Pour l’heure, l’offre de gains supérieurs n’est disponible que pour les produits de Mise-O-Jeu+. La direction de Loto-Québec n’envisage pas d’exporter cette formule vers d’autres loteries, comme Lotto 6/49 ou Lotto Max. Et il n’est pas question de retirer cette offre de chez les détaillants.

«C’est n’est pas du tout dans nos plans, au contraire d’autant plus que les ventes chez les détaillants sont toujours en progression», répond M. Dugas.

Baisse des ventes?

Du côté de l’Association des marchands dépanneurs épiciers du Québec (AMDEQ), on promet de suivre le dossier de près. Actuellement, les loteries représentent environ

25 % des revenus des dépanneurs. Et rappelons que pour certains tirages, lorsqu’on gros lot est remporté, l’établissement qui a vendu le billet gagnant reçoit une commission.

«Le commerce de proximité a toujours sa place. À court terme, je ne vois pas de problématique, mais à long terme, il faudra voir. Est-ce qu’il pourrait y avoir une baisse des ventes? Peut-être», avance au Soleil le directeur général, Yves Servais. «Je pense que la vente avec un contact direct sera toujours la meilleure façon pour acheter de la loterie. Mais comme pour plusieurs industries, il y a de nouvelles technologies», poursuit-il.
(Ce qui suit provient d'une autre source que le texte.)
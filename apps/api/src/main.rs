mod config;
mod errors;
mod extraction;
mod llm_client;
mod models;
mod parsing;
mod pipeline;
mod routes;
mod state;
mod validation;

use std::net::SocketAddr;
use std::sync::Arc;

use anyhow::Result;
use tower_http::{cors::CorsLayer, trace::TraceLayer};
use tracing::info;
use tracing_subscriber::{layer::SubscriberExt, util::SubscriberInitExt, EnvFilter};

use crate::config::Config;
use crate::extraction::StrategyRegistry;
use crate::llm_client::LlmClient;
use crate::parsing::ReaderRegistry;
use crate::routes::build_router;
use crate::state::AppState;

#[tokio::main]
async fn main() -> Result<()> {
    // Load configuration first (fails fast on missing required env vars)
    let config = Config::from_env()?;

    // Initialize structured logging
    tracing_subscriber::registry()
        .with(EnvFilter::try_from_default_env().unwrap_or_else(|_| {
            EnvFilter::new(format!("{}={}", env!("CARGO_PKG_NAME"), &config.rust_log))
        }))
        .with(tracing_subscriber::fmt::layer())
        .init();

    info!("Starting Resume Parser API v{}", env!("CARGO_PKG_VERSION"));

    // Initialize LLM client
    let llm = LlmClient::new(
        config.anthropic_api_key.clone(),
        config.llm_max_retries,
        config.llm_retry_base_delay_ms,
    );
    info!("LLM client initialized (model: {})", llm_client::MODEL);

    // Document readers, one per allow-listed content type
    let readers = Arc::new(ReaderRegistry::standard());

    // Field strategies: pattern-based name/email, delegated phone/skills/
    // education/experience. Built once, read-only afterwards.
    let strategies = Arc::new(StrategyRegistry::standard(llm));
    info!("Strategy registry initialized ({} strategies)", strategies.len());

    // Build app state
    let state = AppState {
        config: config.clone(),
        readers,
        strategies,
    };

    // Build router
    let app = build_router(state)
        .layer(TraceLayer::new_for_http())
        .layer(CorsLayer::permissive()); // TODO: tighten CORS in production

    let addr: SocketAddr = format!("0.0.0.0:{}", config.port).parse()?;
    info!("Listening on {addr}");

    let listener = tokio::net::TcpListener::bind(addr).await?;
    axum::serve(listener, app).await?;

    Ok(())
}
Le grand patron de l’AMDEQ espère que Loto-Québec continuera de limiter son offre bonifiée à certains produits ciblés. «Cela serait malvenu de leur part de traiter de cette façon, en augmentant les avantages de miser sur le web, des partenaires d’affaires de longue date, qui ont contribué à la mise en marché de leur loterie. Si Loto-Québec invite davantage les consommateurs à acheter en ligne, cela pourrait représenter une problématique sur le long terme», conclut-il.

99,15 $ ou 125,50 $?

Avec une mise de deux dollars, jeudi, un parieur qui choisissait de miser en ligne avec Mise-O-Jeu+ sur les victoires en soirée dans la Ligue nationale de hockey des Coyotes de l’Arizona, des Blue Jackets de Columbus, des Flyers de Philadelphie, des Islanders de New York, des Sénateurs d’Ottawa et des Red Wings de Detroit pouvait espérer remporter 125,50 $. Chez un détaillant, pour le même pari, le gain potentiel était de 99,15 $, peut-on lire sur l’application de Mise-O-Jeu+.